Hoffman explained what happened in his autobiography: “It all began with a simple telephone call to the Stock Exchange. I arranged for a tour, giving one of my favorite pseudonyms, George Metesky, the notorious mad bomber of Manhattan. Then I scraped together $300, which I changed into crispy one-dollar bills, rounded up 15 free spirits, which in those days just took a few phone calls, and off we went to Wall Street.”

The political shows didn’t stop at the Stock Exchange.
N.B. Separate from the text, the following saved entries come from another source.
//! CLI output formatting.
//!
//! Human-readable output uses colored symbols and aligned fields. JSON mode
//! emits one object per line for scripting, and quiet mode drops everything
//! except warnings and errors.

use std::fmt::Display;
use std::sync::OnceLock;

use owo_colors::OwoColorize;
use parking_lot::RwLock;
use serde_json::json;

/// Runtime output configuration shared by CLI handlers.
#[derive(Debug, Clone, Copy, Default)]
pub struct OutputConfig {
    /// Emit machine-readable JSON output instead of human-readable text.
    pub json: bool,
    /// Suppress non-essential output.
    pub quiet: bool,
}

impl OutputConfig {
    #[must_use]
    pub const fn new(json: bool, quiet: bool) -> Self {
        Self { json, quiet }
    }
}

static OUTPUT_CONFIG: OnceLock<RwLock<OutputConfig>> = OnceLock::new();

fn config_cell() -> &'static RwLock<OutputConfig> {
    OUTPUT_CONFIG.get_or_init(|| RwLock::new(OutputConfig::default()))
}

fn read_config() -> OutputConfig {
    *config_cell().read()
}

fn regular_output_suppressed(config: OutputConfig) -> bool {
    !config.json && config.quiet
}

fn emit_json_line(kind: &str, payload: serde_json::Value) {
    println!(
        "{}",
        json!({
            "type": kind,
            "payload": payload,
        })
    );
}

/// Apply output settings from global CLI flags.
pub fn configure(config: OutputConfig) {
    *config_cell().write() = config;
}

/// Return whether machine-readable JSON output is enabled.
#[must_use]
pub fn is_json() -> bool {
    read_config().json
}

/// Return whether quiet mode is enabled.
#[must_use]
pub fn is_quiet() -> bool {
    read_config().quiet
}

/// Print the application header with name and version.
pub fn header(version: &str) {
    let config = read_config();
    if config.json {
        emit_json_line(
            "header",
            json!({
                "app": "depthgauge",
                "version": version,
            }),
        );
        return;
    }
    if regular_output_suppressed(config) {
        return;
    }

    println!("{} {}", "depthgauge".bold(), version.dimmed());
}

/// Print a labeled value.
pub fn field(label: &str, value: impl Display) {
    let config = read_config();
    let value = value.to_string();

    if config.json {
        emit_json_line("field", json!({ "label": label, "value": value }));
        return;
    }
    if regular_output_suppressed(config) {
        return;
    }

    println!("  {:<16} {}", label.dimmed(), value);
}

/// Print a success line.
pub fn success(message: &str) {
    let config = read_config();

    if config.json {
        emit_json_line("success", json!({ "message": message }));
        return;
    }
    if regular_output_suppressed(config) {
        return;
    }

    println!("  {} {}", "✓".green(), message);
}

/// Print a warning line.
pub fn warning(message: &str) {
    if is_json() {
        emit_json_line("warning", json!({ "message": message }));
        return;
    }

    println!("  {} {}", "⚠".yellow(), message);
}

/// Print an error line to stderr.
pub fn error(message: &str) {
    if is_json() {
        eprintln!(
            "{}",
            json!({
                "type": "error",
                "payload": { "message": message },
            })
        );
        return;
    }

    eprintln!("  {} {}", "×".red(), message);
}

/// Print a section header.
pub fn section(title: &str) {
    let config = read_config();

    if config.json {
        emit_json_line("section", json!({ "title": title }));
        return;
    }
    if regular_output_suppressed(config) {
        return;
    }

    println!();
    println!("{}", title.bold());
}

/// Print a pre-rendered block such as a table.
pub fn block(content: &str) {
    if regular_output_suppressed(read_config()) {
        return;
    }
    println!("{content}");
}

/// Print a note/hint.
pub fn note(message: &str) {
    let config = read_config();

    if config.json {
        emit_json_line("note", json!({ "message": message }));
        return;
    }
    if regular_output_suppressed(config) {
        return;
    }

    println!("  {} {}", "note:".cyan(), message.dimmed());
}

/// Format a highlighted value in cyan.
pub fn highlight(value: impl Display) -> String {
    let value = value.to_string();
    if is_json() {
        return value;
    }
    format!("{}", value.cyan())
}
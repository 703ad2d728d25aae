//! Logging configuration and initialization.

use serde::Deserialize;
use tracing_subscriber::{fmt, EnvFilter};

/// Logging configuration.
#[derive(Debug, Clone, Deserialize)]
pub struct LoggingConfig {
    /// `EnvFilter` directive; `RUST_LOG` takes precedence.
    #[serde(default = "default_level")]
    pub level: String,
    /// `pretty` or `json`.
    #[serde(default = "default_format")]
    pub format: String,
}

fn default_level() -> String {
    "info".into()
}

fn default_format() -> String {
    "pretty".into()
}

impl LoggingConfig {
    /// Initialize the tracing subscriber with this logging configuration.
    ///
    /// Logs go to stderr so stdout stays free for command output.
    pub fn init(&self) {
        let filter =
            EnvFilter::try_from_default_env().unwrap_or_else(|_| EnvFilter::new(&self.level));

        match self.format.as_str() {
            "json" => {
                fmt()
                    .json()
                    .with_env_filter(filter)
                    .with_writer(std::io::stderr)
                    .init();
            }
            _ => {
                fmt()
                    .with_env_filter(filter)
                    .with_writer(std::io::stderr)
                    .init();
            }
        }
    }
}

impl Default for LoggingConfig {
    fn default() -> Self {
        Self {
            level: default_level(),
            format: default_format(),
        }
    }
}
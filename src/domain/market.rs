//! Market kinds and price bounds.
//!
//! - [`MarketKind`] - Yes/no, scalar or categorical
//! - [`MarketBounds`] - The price range outcome shares trade within
//!
//! A complete set (one share of every outcome) always settles for
//! `max_price - min_price`, which is how capital converts into shares.

use std::fmt;
use std::str::FromStr;

use serde::{Deserialize, Serialize};

use super::error::DomainError;

/// The shape of a prediction market.
#[derive(Debug, Clone, Copy, PartialEq, Eq, Hash, Serialize, Deserialize)]
#[serde(rename_all = "camelCase")]
pub enum MarketKind {
    /// Two outcomes, "no" (0) and "yes" (1), priced in [0, 1].
    YesNo,
    /// Two outcomes, "lower" (0) and "upper" (1), priced in an arbitrary range.
    Scalar,
    /// Any number of mutually exclusive outcomes, each priced in [0, 1].
    Categorical,
}

impl MarketKind {
    /// Wire name of this kind.
    #[must_use]
    pub const fn as_str(self) -> &'static str {
        match self {
            Self::YesNo => "yesNo",
            Self::Scalar => "scalar",
            Self::Categorical => "categorical",
        }
    }
}

impl fmt::Display for MarketKind {
    fn fmt(&self, f: &mut fmt::Formatter<'_>) -> fmt::Result {
        f.write_str(self.as_str())
    }
}

impl FromStr for MarketKind {
    type Err = String;

    fn from_str(s: &str) -> Result<Self, Self::Err> {
        match s.to_ascii_lowercase().as_str() {
            "yesno" | "yes_no" => Ok(Self::YesNo),
            "scalar" => Ok(Self::Scalar),
            "categorical" => Ok(Self::Categorical),
            _ => Err(s.to_string()),
        }
    }
}

/// Price range of a market's outcome shares.
#[derive(Debug, Clone, Copy, PartialEq, Serialize, Deserialize)]
pub struct MarketBounds {
    min_price: f64,
    max_price: f64,
}

impl MarketBounds {
    /// Creates bounds, rejecting empty or non-finite ranges.
    ///
    /// # Errors
    ///
    /// Returns [`DomainError::InvalidBounds`] unless both prices are finite
    /// and `max_price > min_price`.
    pub fn try_new(min_price: f64, max_price: f64) -> Result<Self, DomainError> {
        if !min_price.is_finite() || !max_price.is_finite() || max_price <= min_price {
            return Err(DomainError::InvalidBounds {
                min_price,
                max_price,
            });
        }
        Ok(Self {
            min_price,
            max_price,
        })
    }

    /// The [0, 1] range used by yes/no and categorical markets.
    #[must_use]
    pub const fn unit() -> Self {
        Self {
            min_price: 0.0,
            max_price: 1.0,
        }
    }

    #[must_use]
    pub const fn min_price(&self) -> f64 {
        self.min_price
    }

    #[must_use]
    pub const fn max_price(&self) -> f64 {
        self.max_price
    }

    /// Settlement value of one complete set.
    #[must_use]
    pub fn range(&self) -> f64 {
        self.max_price - self.min_price
    }

    /// Number of complete sets a capital allowance buys.
    #[must_use]
    pub fn complete_sets(&self, allowance: f64) -> f64 {
        allowance / self.range()
    }

    /// Per-share value of selling a long position at `price`.
    #[must_use]
    pub fn long_value(&self, price: f64) -> f64 {
        price - self.min_price
    }

    /// Per-share value of closing a short position against an ask at `price`.
    #[must_use]
    pub fn short_value(&self, price: f64) -> f64 {
        self.max_price - price
    }
}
After contributing to the Civil Rights Movement, Hoffman started the Youth International Party, known as the Yippies. The 1968 Democratic Convention was the culmination of several issues he protested against, and Hoffman made sure to make the trip to Chicago. Thousands of anti-war protesters gathered at the DNC and were met by Chicago Police, who used tear gas and engaged in violent clashes with the activists. Hoffman, along with six others who collectively became known as “The Chicago Seven,” was arrested for conspiracy and inciting a riot at the DNC.

Hoffman and the rest of the Chicago Seven eventually had their riot convictions reversed, but the DNC incident would not be his last encounter with law enforcement. In 1973, Hoffman was arrested in New York for cocaine possession and started going by the pseudonym Barry Freed. A few years later, after he had reassumed the name Abbie Hoffman, the activist was arrested at the University of Massachusetts at Amherst alongside Amy Carter, daughter of President Jimmy Carter.

The subsequent years encompassed the end of the Vietnam War and Hoffman’s diagnosis of bipolar disorder in 1980. The manic and depressive episodes, along with lingering legal stresses, were a devastating cocktail for him. Hoffman was found dead in 1989.

Hoffman’s legacy goes beyond a being portrayed in Forrest Gump. He made a mark at a time in American history filled with unrest and insecurity. When others were afraid, Hoffman stood up for what he believed in. And Hoffman’s antics—complete with a side of outlandish theatre—make him a legend of anti-establishment protests.